Tuttavia, non bisogna farsi particolari illusioni sulla nostra durata: la riconferma di Nabiullina è un Khasavyurt economico, precursore di uno politico-militare (il secondo Khasavyurt furono i famigerati accordi di Minsk).

Il compito delle forze sane della Russia è quello di preservare la cultura e la civiltà russa, e quindi lo Stato russo come unica forma possibile della loro esistenza.

È impossibile risolvere questo compito con la difesa strategica, nella quale la burocrazia federale si rinchiude istintivamente semplicemente per rifiuto di una realtà troppo difficile per lei e quindi intollerabile: la difesa strategica è l’unico modo garantito di perire.

La civiltà russa può quindi essere preservata solo da un attacco furioso, sistematico e globale contro l’Occidente, che la sta spazzando via (il forte calo della diffusione della lingua russa ne è una chiara espressione), simile all’attacco a cui la Russia sovietica è sopravvissuta fino al tradimento di Gorbaciov. Un tale attacco è possibile solo con la forza dell’Occidente stesso – quindi deve essere basato su un’ideologia che è organica sia alla Russia che all’Occidente, e allo stesso tempo incompatibile con le politiche dell’ortodossia occidentale.

Sorprendentemente, questa ideologia esiste, giace in superficie ed è soppressa dallo stato solo a causa della natura disperatamente servile dell’establishment liberale che governa la Russia.

Sono gli stessi “valori europei” che da tempo (dal Patriot Act americano del 2001 al sostegno sistematico dell’Occidente al fascismo in Ucraina nel 2014) sono stati calpestati e rifiutati dall’attuale civiltà europea: umanesimo, libertà e proprietà per il bene della società (non contro di essa), giustizia e rispetto di sé, diritto all’individualità, alla propria identità e differenza dalla folla, aboliti dalle piattaforme sociali (prima il coronavirus, ora la russofobia).

Il mondo è gravido di un nuovo rinascimento: i valori umanisti stanno di nuovo rompendo l’asfalto del totalitarismo – questa volta digitale – anche se non è detto, ovviamente.

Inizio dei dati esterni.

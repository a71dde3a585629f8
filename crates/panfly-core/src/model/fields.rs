use std::fmt;

use indexmap::IndexMap;
use serde::de::{self, MapAccess, SeqAccess, Visitor};
use serde::{Deserialize, Deserializer, Serialize};

/// Field mapping for one configuration object, in insertion order.
pub type Fields = IndexMap<String, FieldValue>;

/// One field value: a scalar, a list of scalars, or a nested mapping.
///
/// Serializes untagged, so JSON `"x"`, `["a","b"]` and `{"k": ...}` map
/// onto the three variants. Numbers and booleans deserialize as text,
/// since every leaf on the device is a string.
#[derive(Debug, Clone, PartialEq, Eq, Serialize)]
#[serde(untagged)]
pub enum FieldValue {
    Text(String),
    List(Vec<String>),
    Map(Fields),
}

impl FieldValue {
    pub fn as_text(&self) -> Option<&str> {
        match self {
            Self::Text(s) => Some(s),
            _ => None,
        }
    }

    pub fn as_list(&self) -> Option<&[String]> {
        match self {
            Self::List(items) => Some(items),
            _ => None,
        }
    }

    pub fn as_map(&self) -> Option<&Fields> {
        match self {
            Self::Map(map) => Some(map),
            _ => None,
        }
    }

    /// Shape name used in validation messages.
    pub fn kind_name(&self) -> &'static str {
        match self {
            Self::Text(_) => "text",
            Self::List(_) => "list",
            Self::Map(_) => "mapping",
        }
    }
}

impl From<&str> for FieldValue {
    fn from(s: &str) -> Self {
        Self::Text(s.to_owned())
    }
}

impl From<String> for FieldValue {
    fn from(s: String) -> Self {
        Self::Text(s)
    }
}

impl From<Vec<String>> for FieldValue {
    fn from(items: Vec<String>) -> Self {
        Self::List(items)
    }
}

impl From<Vec<&str>> for FieldValue {
    fn from(items: Vec<&str>) -> Self {
        Self::List(items.into_iter().map(String::from).collect())
    }
}

impl<const N: usize> From<[&str; N]> for FieldValue {
    fn from(items: [&str; N]) -> Self {
        Self::List(items.iter().map(|s| (*s).to_owned()).collect())
    }
}

impl From<Fields> for FieldValue {
    fn from(map: Fields) -> Self {
        Self::Map(map)
    }
}

// ── Deserialization ──────────────────────────────────────────────────

impl<'de> Deserialize<'de> for FieldValue {
    fn deserialize<D: Deserializer<'de>>(deserializer: D) -> Result<Self, D::Error> {
        deserializer.deserialize_any(FieldValueVisitor)
    }
}

struct FieldValueVisitor;

impl<'de> Visitor<'de> for FieldValueVisitor {
    type Value = FieldValue;

    fn expecting(&self, f: &mut fmt::Formatter) -> fmt::Result {
        f.write_str("a string, number, boolean, list of scalars, or mapping")
    }

    fn visit_str<E: de::Error>(self, v: &str) -> Result<FieldValue, E> {
        Ok(FieldValue::Text(v.to_owned()))
    }

    fn visit_string<E: de::Error>(self, v: String) -> Result<FieldValue, E> {
        Ok(FieldValue::Text(v))
    }

    fn visit_bool<E: de::Error>(self, v: bool) -> Result<FieldValue, E> {
        Ok(FieldValue::Text(yes_no(v).to_owned()))
    }

    fn visit_i64<E: de::Error>(self, v: i64) -> Result<FieldValue, E> {
        Ok(FieldValue::Text(v.to_string()))
    }

    fn visit_u64<E: de::Error>(self, v: u64) -> Result<FieldValue, E> {
        Ok(FieldValue::Text(v.to_string()))
    }

    fn visit_f64<E: de::Error>(self, v: f64) -> Result<FieldValue, E> {
        Ok(FieldValue::Text(v.to_string()))
    }

    fn visit_seq<A: SeqAccess<'de>>(self, mut seq: A) -> Result<FieldValue, A::Error> {
        let mut items = Vec::with_capacity(seq.size_hint().unwrap_or(0));
        while let Some(Scalar(item)) = seq.next_element::<Scalar>()? {
            items.push(item);
        }
        Ok(FieldValue::List(items))
    }

    fn visit_map<A: MapAccess<'de>>(self, mut map: A) -> Result<FieldValue, A::Error> {
        let mut fields = Fields::with_capacity(map.size_hint().unwrap_or(0));
        while let Some((key, value)) = map.next_entry::<String, FieldValue>()? {
            fields.insert(key, value);
        }
        Ok(FieldValue::Map(fields))
    }
}

/// Device booleans are spelled `yes` / `no`.
fn yes_no(v: bool) -> &'static str {
    if v { "yes" } else { "no" }
}

/// A list item: any scalar, rendered as text.
struct Scalar(String);

impl<'de> Deserialize<'de> for Scalar {
    fn deserialize<D: Deserializer<'de>>(deserializer: D) -> Result<Self, D::Error> {
        struct ScalarVisitor;

        impl Visitor<'_> for ScalarVisitor {
            type Value = Scalar;

            fn expecting(&self, f: &mut fmt::Formatter) -> fmt::Result {
                f.write_str("a string, number, or boolean")
            }

            fn visit_str<E: de::Error>(self, v: &str) -> Result<Scalar, E> {
                Ok(Scalar(v.to_owned()))
            }

            fn visit_bool<E: de::Error>(self, v: bool) -> Result<Scalar, E> {
                Ok(Scalar(yes_no(v).to_owned()))
            }

            fn visit_i64<E: de::Error>(self, v: i64) -> Result<Scalar, E> {
                Ok(Scalar(v.to_string()))
            }

            fn visit_u64<E: de::Error>(self, v: u64) -> Result<Scalar, E> {
                Ok(Scalar(v.to_string()))
            }

            fn visit_f64<E: de::Error>(self, v: f64) -> Result<Scalar, E> {
                Ok(Scalar(v.to_string()))
            }
        }

        deserializer.deserialize_any(ScalarVisitor)
    }
}

#[cfg(test)]
#[allow(clippy::unwrap_used)]
mod tests {
    use pretty_assertions::assert_eq;

    use super::*;

    #[test]
    fn deserialize_mixed_json() {
        let fields: Fields = serde_json::from_str(
            r#"{
                "ip-netmask": "10.0.0.1/32",
                "tag": ["web", "prod"],
                "protocol": {"tcp": {"port": 443}},
                "disabled": false
            }"#,
        )
        .unwrap();

        assert_eq!(fields["ip-netmask"], FieldValue::from("10.0.0.1/32"));
        assert_eq!(fields["tag"], FieldValue::from(["web", "prod"]));
        assert_eq!(fields["disabled"], FieldValue::from("no"));
        let tcp = fields["protocol"].as_map().unwrap()["tcp"].as_map().unwrap();
        assert_eq!(tcp["port"], FieldValue::from("443"));
    }

    #[test]
    fn nested_lists_are_rejected() {
        let res: Result<Fields, _> = serde_json::from_str(r#"{"tag": [["a"]]}"#);
        assert!(res.is_err());
    }

    #[test]
    fn serializes_untagged() {
        let mut fields = Fields::new();
        fields.insert("name".into(), "x".into());
        fields.insert("members".into(), vec!["a", "b"].into());
        assert_eq!(
            serde_json::to_string(&fields).unwrap(),
            r#"{"name":"x","members":["a","b"]}"#
        );
    }
}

La questione esistenziale della modernità sta nel meccanismo di conservazione di questi valori nel mondo emergente degli ecosistemi digitali dovuto allo sviluppo oggettivo della tecnologia. Questo meccanismo non è ancora chiaro: le forze e gli istinti dominanti stanno auto pilotando il mondo in un famigerato “campo di concentramento digitale”, ma le energie spontanee ed eterogenee di resistenza a questa mostruosa violenza e disumanizzazione sono enormi.

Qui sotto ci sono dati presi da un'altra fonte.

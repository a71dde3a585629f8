// ── Device context ──
//
// Which configuration tree an operation targets. A standalone firewall
// addresses one vsys; a manager (Panorama) addresses its shared tree, a
// device group's rulebases, or a template's embedded device config.

use std::fmt;
use std::str::FromStr;

use serde::{Deserialize, Serialize};
use tracing::debug;

use crate::error::CoreError;

pub const DEFAULT_VSYS: &str = "vsys1";

/// Kind of device a connection talks to.
#[derive(Debug, Clone, Copy, Default, PartialEq, Eq, Hash, Serialize, Deserialize, strum::Display)]
#[serde(rename_all = "lowercase")]
#[strum(serialize_all = "lowercase")]
pub enum DeviceKind {
    #[default]
    Firewall,
    Panorama,
}

impl FromStr for DeviceKind {
    type Err = CoreError;

    fn from_str(s: &str) -> Result<Self, Self::Err> {
        match s.trim().to_ascii_lowercase().as_str() {
            "firewall" | "ngfw" => Ok(Self::Firewall),
            "panorama" | "manager" => Ok(Self::Panorama),
            other => Err(CoreError::InvalidContext {
                reason: format!("unknown device kind '{other}'"),
            }),
        }
    }
}

/// Which of a device group's two rulebases rules go into.
#[derive(Debug, Clone, Copy, Default, PartialEq, Eq, Hash, Serialize, Deserialize)]
#[serde(rename_all = "lowercase")]
pub enum Rulebase {
    #[default]
    Pre,
    Post,
}

impl Rulebase {
    pub fn element(self) -> &'static str {
        match self {
            Self::Pre => "pre-rulebase",
            Self::Post => "post-rulebase",
        }
    }
}

#[derive(Debug, Clone, PartialEq, Eq, Hash, Serialize, Deserialize)]
#[serde(rename_all = "snake_case")]
pub enum PanoramaScope {
    Shared { rulebase: Rulebase },
    DeviceGroup { name: String, rulebase: Rulebase },
    Template { name: String },
}

/// Target configuration tree for one operation.
#[derive(Debug, Clone, PartialEq, Eq, Hash, Serialize, Deserialize)]
#[serde(rename_all = "snake_case")]
pub enum DeviceContext {
    /// `vsys: None` means the connection's default vsys.
    Firewall { vsys: Option<String> },
    Panorama(PanoramaScope),
}

impl Default for DeviceContext {
    fn default() -> Self {
        Self::firewall()
    }
}

impl DeviceContext {
    pub fn firewall() -> Self {
        Self::Firewall { vsys: None }
    }

    pub fn vsys(vsys: impl Into<String>) -> Self {
        Self::Firewall {
            vsys: Some(vsys.into()),
        }
    }

    pub fn shared() -> Self {
        Self::Panorama(PanoramaScope::Shared {
            rulebase: Rulebase::Pre,
        })
    }

    pub fn device_group(name: impl Into<String>) -> Self {
        Self::Panorama(PanoramaScope::DeviceGroup {
            name: name.into(),
            rulebase: Rulebase::Pre,
        })
    }

    pub fn template(name: impl Into<String>) -> Self {
        Self::Panorama(PanoramaScope::Template { name: name.into() })
    }

    /// Target the post-rulebase. No effect outside shared and device-group
    /// scopes.
    #[must_use]
    pub fn with_rulebase(mut self, rulebase: Rulebase) -> Self {
        if let Self::Panorama(
            PanoramaScope::Shared { rulebase: rb } | PanoramaScope::DeviceGroup { rulebase: rb, .. },
        ) = &mut self
        {
            *rb = rulebase;
        }
        self
    }

    pub fn kind(&self) -> DeviceKind {
        match self {
            Self::Firewall { .. } => DeviceKind::Firewall,
            Self::Panorama(_) => DeviceKind::Panorama,
        }
    }

    /// Build a context from loose selectors, as given by configuration or a
    /// caller's request. Blank selectors count as absent.
    ///
    /// A firewall accepts only `vsys`. A manager accepts a device group or
    /// a template, never both; neither selects the shared scope. `vsys` is
    /// ignored on a manager.
    pub fn from_selectors(
        kind: DeviceKind,
        vsys: Option<&str>,
        device_group: Option<&str>,
        template: Option<&str>,
    ) -> Result<Self, CoreError> {
        fn present(selector: Option<&str>) -> Option<&str> {
            selector.map(str::trim).filter(|s| !s.is_empty())
        }
        let (vsys, device_group, template) =
            (present(vsys), present(device_group), present(template));

        match kind {
            DeviceKind::Firewall => {
                if device_group.is_some() || template.is_some() {
                    return Err(CoreError::InvalidContext {
                        reason: "device-group and template selectors require a Panorama device"
                            .into(),
                    });
                }
                Ok(Self::Firewall {
                    vsys: vsys.map(String::from),
                })
            }
            DeviceKind::Panorama => {
                if let Some(vsys) = vsys {
                    debug!(vsys, "vsys selector ignored on Panorama");
                }
                match (device_group, template) {
                    (Some(_), Some(_)) => Err(CoreError::InvalidContext {
                        reason: "device-group and template selectors are mutually exclusive"
                            .into(),
                    }),
                    (Some(dg), None) => Ok(Self::device_group(dg)),
                    (None, Some(t)) => Ok(Self::template(t)),
                    (None, None) => Ok(Self::shared()),
                }
            }
        }
    }
}

impl fmt::Display for DeviceContext {
    fn fmt(&self, f: &mut fmt::Formatter<'_>) -> fmt::Result {
        match self {
            Self::Firewall { vsys: Some(vsys) } => write!(f, "firewall vsys {vsys}"),
            Self::Firewall { vsys: None } => f.write_str("firewall default vsys"),
            Self::Panorama(PanoramaScope::Shared { .. }) => f.write_str("Panorama shared"),
            Self::Panorama(PanoramaScope::DeviceGroup { name, .. }) => {
                write!(f, "Panorama device group {name}")
            }
            Self::Panorama(PanoramaScope::Template { name }) => write!(f, "Panorama template {name}"),
        }
    }
}

#[cfg(test)]
#[allow(clippy::unwrap_used)]
mod tests {
    use super::*;

    #[test]
    fn firewall_selectors() {
        assert_eq!(
            DeviceContext::from_selectors(DeviceKind::Firewall, Some("vsys2"), None, None).unwrap(),
            DeviceContext::vsys("vsys2")
        );
        assert_eq!(
            DeviceContext::from_selectors(DeviceKind::Firewall, Some("  "), None, None).unwrap(),
            DeviceContext::firewall()
        );
        assert!(matches!(
            DeviceContext::from_selectors(DeviceKind::Firewall, None, Some("dg1"), None),
            Err(CoreError::InvalidContext { .. })
        ));
    }

    #[test]
    fn panorama_selectors() {
        assert_eq!(
            DeviceContext::from_selectors(DeviceKind::Panorama, None, None, None).unwrap(),
            DeviceContext::shared()
        );
        assert_eq!(
            DeviceContext::from_selectors(DeviceKind::Panorama, Some("vsys1"), Some("dg1"), None)
                .unwrap(),
            DeviceContext::device_group("dg1")
        );
        assert_eq!(
            DeviceContext::from_selectors(DeviceKind::Panorama, None, None, Some("tpl")).unwrap(),
            DeviceContext::template("tpl")
        );
        assert_eq!(
            DeviceContext::from_selectors(DeviceKind::Panorama, None, Some(" dg1 "), Some(""))
                .unwrap(),
            DeviceContext::device_group("dg1")
        );
    }

    #[test]
    fn panorama_rejects_both_selectors() {
        let err =
            DeviceContext::from_selectors(DeviceKind::Panorama, None, Some("dg1"), Some("tpl"))
                .unwrap_err();
        assert!(err.to_string().contains("mutually exclusive"), "{err}");
    }

    #[test]
    fn post_rulebase() {
        let ctx = DeviceContext::device_group("dg1").with_rulebase(Rulebase::Post);
        assert_eq!(
            ctx,
            DeviceContext::Panorama(PanoramaScope::DeviceGroup {
                name: "dg1".into(),
                rulebase: Rulebase::Post,
            })
        );
        assert_eq!(
            DeviceContext::template("t").with_rulebase(Rulebase::Post),
            DeviceContext::template("t")
        );
    }

    #[test]
    fn device_kind_parse() {
        assert_eq!("Panorama".parse::<DeviceKind>().unwrap(), DeviceKind::Panorama);
        assert!("switch".parse::<DeviceKind>().is_err());
    }
}
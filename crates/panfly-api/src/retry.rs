// Retry policy for XML API calls.
//
// Wraps a single request in bounded attempts with exponential backoff and
// jitter. Only errors classified by `Error::is_transient` are retried; a
// device-side rejection surfaces on the first attempt.

use std::future::Future;
use std::time::Duration;

use rand::Rng;
use tracing::warn;

use crate::error::Error;

/// Bounded retry with exponential backoff.
///
/// `delay(n) = min(initial * 2^(n-1) * (1 + jitter), max)` where jitter is
/// drawn from `[0, jitter_factor)`. With `jitter_factor < 1` the delays are
/// strictly increasing until the cap.
#[derive(Debug, Clone)]
pub struct RetryPolicy {
    /// Total attempts including the first. `0` is treated as `1`.
    pub max_attempts: u32,
    pub initial_delay: Duration,
    pub max_delay: Duration,
    /// Clamped to `[0.0, 0.99]`.
    pub jitter_factor: f64,
}

impl Default for RetryPolicy {
    fn default() -> Self {
        Self {
            max_attempts: 3,
            initial_delay: Duration::from_millis(500),
            max_delay: Duration::from_secs(10),
            jitter_factor: 0.25,
        }
    }
}

impl RetryPolicy {
    /// A policy that never retries.
    pub fn none() -> Self {
        Self {
            max_attempts: 1,
            ..Self::default()
        }
    }

    /// Delay before retry number `retry` (1-based: the wait after the first failure).
    pub fn delay_for(&self, retry: u32) -> Duration {
        let exponent = i32::try_from(retry.saturating_sub(1).min(30)).unwrap_or(30);
        let base = self.initial_delay.as_secs_f64() * 2.0_f64.powi(exponent);

        let jitter_factor = self.jitter_factor.clamp(0.0, 0.99);
        let jitter = if jitter_factor > 0.0 {
            rand::rng().random_range(0.0..jitter_factor)
        } else {
            0.0
        };

        let delay = (base * (1.0 + jitter)).min(self.max_delay.as_secs_f64());
        Duration::from_secs_f64(delay.max(0.0))
    }

    /// Run `op` until it succeeds, fails permanently, or attempts run out.
    pub async fn run<T, F, Fut>(&self, operation: &str, mut op: F) -> Result<T, Error>
    where
        F: FnMut() -> Fut,
        Fut: Future<Output = Result<T, Error>>,
    {
        let max_attempts = self.max_attempts.max(1);
        let mut attempt = 1;
        loop {
            match op().await {
                Ok(value) => return Ok(value),
                Err(err) if err.is_transient() && attempt < max_attempts => {
                    let delay = self.delay_for(attempt);
                    warn!(
                        operation,
                        attempt,
                        max_attempts,
                        delay_ms = u64::try_from(delay.as_millis()).unwrap_or(u64::MAX),
                        error = %err,
                        "transient failure, retrying"
                    );
                    tokio::time::sleep(delay).await;
                    attempt += 1;
                }
                Err(err) => return Err(err),
            }
        }
    }
}

#[cfg(test)]
mod tests {
    use std::sync::atomic::{AtomicU32, Ordering};

    use super::*;

    fn fast_policy(max_attempts: u32) -> RetryPolicy {
        RetryPolicy {
            max_attempts,
            initial_delay: Duration::from_millis(1),
            max_delay: Duration::from_millis(20),
            jitter_factor: 0.5,
        }
    }

    #[test]
    fn backoff_strictly_increases_below_cap() {
        let policy = RetryPolicy {
            max_attempts: 6,
            initial_delay: Duration::from_millis(100),
            max_delay: Duration::from_secs(60),
            jitter_factor: 0.9,
        };
        for _ in 0..50 {
            let delays: Vec<_> = (1..=5).map(|n| policy.delay_for(n)).collect();
            for pair in delays.windows(2) {
                assert!(pair[1] > pair[0], "{delays:?} is not strictly increasing");
            }
        }
    }

    #[test]
    fn backoff_caps_at_max_delay() {
        let policy = RetryPolicy {
            max_delay: Duration::from_secs(2),
            ..RetryPolicy::default()
        };
        assert!(policy.delay_for(40) <= Duration::from_secs(2));
    }

    #[tokio::test]
    async fn retries_transient_until_exhausted() {
        let calls = AtomicU32::new(0);
        let result: Result<(), Error> = fast_policy(3)
            .run("test", || async {
                calls.fetch_add(1, Ordering::SeqCst);
                Err(Error::Timeout { after: None })
            })
            .await;
        assert!(matches!(result, Err(Error::Timeout { .. })));
        assert_eq!(calls.load(Ordering::SeqCst), 3);
    }

    #[tokio::test]
    async fn permanent_failure_is_attempted_once() {
        let calls = AtomicU32::new(0);
        let result: Result<(), Error> = fast_policy(5)
            .run("test", || async {
                calls.fetch_add(1, Ordering::SeqCst);
                Err(Error::DeviceApi {
                    code: Some(crate::xmlapi::codes::BAD_XPATH),
                    message: "bad xpath".into(),
                    xpath: None,
                })
            })
            .await;
        assert!(result.is_err());
        assert_eq!(calls.load(Ordering::SeqCst), 1);
    }

    #[tokio::test]
    async fn recovers_after_transient_failure() {
        let calls = AtomicU32::new(0);
        let value = fast_policy(3)
            .run("test", || async {
                if calls.fetch_add(1, Ordering::SeqCst) == 0 {
                    Err(Error::Http {
                        status: 502,
                        message: "bad gateway".into(),
                    })
                } else {
                    Ok(7)
                }
            })
            .await;
        assert_eq!(value.ok(), Some(7));
        assert_eq!(calls.load(Ordering::SeqCst), 2);
    }
}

La possibilità di sopravvivenza della Russia sta nel padroneggiare queste energie, interne al mondo anglosassone ed europeo (e anche al nostro), costruendo la loro direzione per bloccare l’aggressione dell’Occidente collettivo. Anche un indebolimento di questa aggressione abbasserebbe il suo livello di solidarietà interna in modo tale che potrebbe essere fatto esplodere dalle contraddizioni interne. Ma questo richiede un lavoro colossale: rivoluzionario nell’essenza e partigiano nel carattere – un lavoro la cui stessa possibilità è in parte irraggiungibile, in parte inaccettabile per gli schiavi selvaggi dell’Occidente, che continueranno (come dimostra la nomina di Nabiullina) a governare la Russia almeno fino alla sua agonia.

Ciò significa che il lavoro può essere fatto solo in guerriglia: usando le risorse della burocrazia ferale, ma senza allarmarla. In effetti, questo è il modo in cui i sostenitori della Russia hanno lavorato per quasi tutti i 35 anni di tradimento nazionale: uno studio di quasi tutto ciò che lo stato ha fatto bene durante questo tempo dimostra esempi di questo stesso metodo.

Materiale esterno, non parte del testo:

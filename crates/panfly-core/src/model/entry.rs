use serde::{Deserialize, Serialize};

use super::{FieldValue, Fields, ObjectType};

/// A named configuration object: the unit that is validated, encoded and
/// written as one `<entry name="...">` element.
#[derive(Debug, Clone, PartialEq, Eq, Serialize, Deserialize)]
pub struct ConfigEntry {
    pub object_type: ObjectType,
    pub name: String,
    #[serde(default)]
    pub fields: Fields,
}

impl ConfigEntry {
    pub fn new(object_type: ObjectType, name: impl Into<String>) -> Self {
        Self {
            object_type,
            name: name.into(),
            fields: Fields::new(),
        }
    }

    /// Builder-style field insertion.
    #[must_use]
    pub fn with_field(mut self, key: impl Into<String>, value: impl Into<FieldValue>) -> Self {
        self.fields.insert(key.into(), value.into());
        self
    }

    pub fn field(&self, key: &str) -> Option<&FieldValue> {
        self.fields.get(key)
    }
}
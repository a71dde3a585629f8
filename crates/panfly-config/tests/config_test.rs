#![allow(clippy::unwrap_used)]
// Loading, layering, and translation of panfly config files.

use std::path::Path;
use std::time::Duration;

use figment::Jail;
use pretty_assertions::assert_eq;
use secrecy::ExposeSecret;

use panfly_config::{
    Config, ConfigError, Profile, load_config_from, profile_context, resolve_api_key,
    resolve_profile, save_config_to,
};
use panfly_core::{DeviceContext, DeviceKind, TlsVerification};

const SAMPLE: &str = r#"
default_profile = "lab"

[defaults]
timeout = 15
poll_interval = 1
poll_max_interval = 4

[profiles.lab]
url = "https://fw-lab.example.net"
api_key = "plain-key"
vsys = "vsys2"

[profiles.pano]
url = "https://pano.example.net"
kind = "panorama"
api_key_env = "PANO_KEY"
device_group = "branch"
ca_cert = "/etc/ssl/pano.pem"
"#;

fn to_figment(err: ConfigError) -> figment::Error {
    err.to_string().into()
}

#[test]
fn test_file_values_and_defaults() {
    Jail::expect_with(|jail| {
        jail.create_file("config.toml", SAMPLE)?;
        let config = load_config_from(Path::new("config.toml")).map_err(to_figment)?;

        assert_eq!(config.default_profile.as_deref(), Some("lab"));
        assert_eq!(config.defaults.timeout, 15);
        assert_eq!(config.defaults.default_vsys, "vsys1");
        assert_eq!(config.defaults.commit_timeout, 600);
        assert_eq!(config.profiles.len(), 2);
        assert_eq!(config.profiles["pano"].kind, DeviceKind::Panorama);
        Ok(())
    });
}

#[test]
fn test_environment_overrides_file() {
    Jail::expect_with(|jail| {
        jail.create_file("config.toml", SAMPLE)?;
        jail.set_env("PANFLY_DEFAULTS__TIMEOUT", "5");
        jail.set_env("PANFLY_PROFILES__LAB__VSYS", "vsys3");
        let config = load_config_from(Path::new("config.toml")).map_err(to_figment)?;

        assert_eq!(config.defaults.timeout, 5);
        assert_eq!(config.profiles["lab"].vsys.as_deref(), Some("vsys3"));
        Ok(())
    });
}

#[test]
fn test_missing_file_yields_defaults() {
    Jail::expect_with(|_jail| {
        let config = load_config_from(Path::new("absent.toml")).map_err(to_figment)?;
        assert_eq!(config, Config::default());
        Ok(())
    });
}

#[test]
fn test_resolve_profile_builds_device_config() {
    Jail::expect_with(|jail| {
        jail.create_file("config.toml", SAMPLE)?;
        let config = load_config_from(Path::new("config.toml")).map_err(to_figment)?;

        let (device, ctx) = resolve_profile(&config, None).map_err(to_figment)?;
        assert_eq!(device.url.as_str(), "https://fw-lab.example.net/");
        assert_eq!(device.api_key.expose_secret(), "plain-key");
        assert_eq!(device.timeout, Duration::from_secs(15));
        assert_eq!(device.poll.interval, Duration::from_secs(1));
        assert_eq!(device.poll.max_interval, Duration::from_secs(4));
        assert_eq!(ctx, DeviceContext::vsys("vsys2"));
        Ok(())
    });
}

#[test]
fn test_plain_profile_polls_fixed_and_verifies_tls() {
    Jail::expect_with(|jail| {
        jail.create_file(
            "config.toml",
            r#"
[profiles.edge]
url = "https://fw-edge.example.net"
api_key = "edge-key"

[profiles.lab]
url = "https://fw-lab.example.net"
api_key = "lab-key"
insecure = true
"#,
        )?;
        let config = load_config_from(Path::new("config.toml")).map_err(to_figment)?;

        let (device, _) = resolve_profile(&config, Some("edge")).map_err(to_figment)?;
        assert_eq!(device.tls, TlsVerification::SystemDefaults);
        assert_eq!(device.poll.interval, Duration::from_secs(2));
        assert_eq!(device.poll.max_interval, device.poll.interval);

        let (device, _) = resolve_profile(&config, Some("lab")).map_err(to_figment)?;
        assert_eq!(device.tls, TlsVerification::DangerAcceptInvalid);
        Ok(())
    });
}

#[test]
fn test_panorama_profile_uses_env_key_and_ca() {
    Jail::expect_with(|jail| {
        jail.create_file("config.toml", SAMPLE)?;
        jail.set_env("PANO_KEY", "from-env");
        let config = load_config_from(Path::new("config.toml")).map_err(to_figment)?;

        let (device, ctx) = resolve_profile(&config, Some("pano")).map_err(to_figment)?;
        assert_eq!(device.kind, DeviceKind::Panorama);
        assert_eq!(device.api_key.expose_secret(), "from-env");
        assert_eq!(
            device.tls,
            TlsVerification::CustomCa("/etc/ssl/pano.pem".into())
        );
        assert_eq!(ctx, DeviceContext::device_group("branch"));
        Ok(())
    });
}

#[test]
fn test_api_key_resolution_order() {
    Jail::expect_with(|jail| {
        let mut profile = Profile {
            url: "https://fw.example.net".into(),
            api_key: Some("plain".into()),
            api_key_env: Some("LAB_KEY".into()),
            ..Profile::default()
        };
        assert_eq!(
            resolve_api_key(&profile, "lab").unwrap().expose_secret(),
            "plain"
        );

        jail.set_env("PANFLY_API_KEY", "global");
        assert_eq!(
            resolve_api_key(&profile, "lab").unwrap().expose_secret(),
            "global"
        );

        jail.set_env("LAB_KEY", "specific");
        assert_eq!(
            resolve_api_key(&profile, "lab").unwrap().expose_secret(),
            "specific"
        );

        profile.api_key_env = None;
        profile.api_key = None;
        assert_eq!(
            resolve_api_key(&profile, "lab").unwrap().expose_secret(),
            "global"
        );
        Ok(())
    });
}

#[test]
fn test_missing_credentials_and_profiles() {
    Jail::expect_with(|_jail| {
        let profile = Profile {
            url: "https://fw.example.net".into(),
            ..Profile::default()
        };
        assert!(matches!(
            resolve_api_key(&profile, "bare"),
            Err(ConfigError::NoCredentials { ref profile }) if profile == "bare"
        ));

        let config = Config::default();
        assert!(matches!(
            resolve_profile(&config, Some("nope")),
            Err(ConfigError::UnknownProfile { .. })
        ));
        Ok(())
    });
}

#[test]
fn test_conflicting_selectors_rejected() {
    let profile = Profile {
        url: "https://pano.example.net".into(),
        kind: DeviceKind::Panorama,
        device_group: Some("branch".into()),
        template: Some("branch-net".into()),
        ..Profile::default()
    };
    let err = profile_context(&profile).unwrap_err();
    assert!(matches!(err, ConfigError::Validation { .. }), "{err}");
}

#[test]
fn test_save_and_reload() {
    let dir = tempfile::tempdir().unwrap();
    let path = dir.path().join("nested").join("config.toml");

    let mut config = Config::default();
    config.profiles.insert(
        "default".into(),
        Profile {
            url: "https://fw.example.net".into(),
            api_key_env: Some("FW_KEY".into()),
            ..Profile::default()
        },
    );
    save_config_to(&config, &path).unwrap();

    let text = std::fs::read_to_string(&path).unwrap();
    let reloaded: Config = toml::from_str(&text).unwrap();
    assert_eq!(reloaded, config);
}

Senza accesso alle risorse, le autorità devono condurre la propria guerra nelle reti sociali – sia le nostre che quelle dei paesi aggressori. Il rifiuto delle autorità russe di introdurre i codici QR a livello federale è stata una vittoria del popolo russo in questa particolare guerra, anche se sul fronte interno.

Era quello che si diceva nell’inferno del tradimento del 2014: “I nostri non verranno: tutti i nostri siamo noi”. E nella distruzione dei sistemi di governo – sia in Russia che in Occidente – questo metodo di azione politica diventa disponibile ed efficace a tutti i livelli della vita, fino agli individui.

Il vostro tempo è arrivato, colleghi, e non ce ne sarà un altro.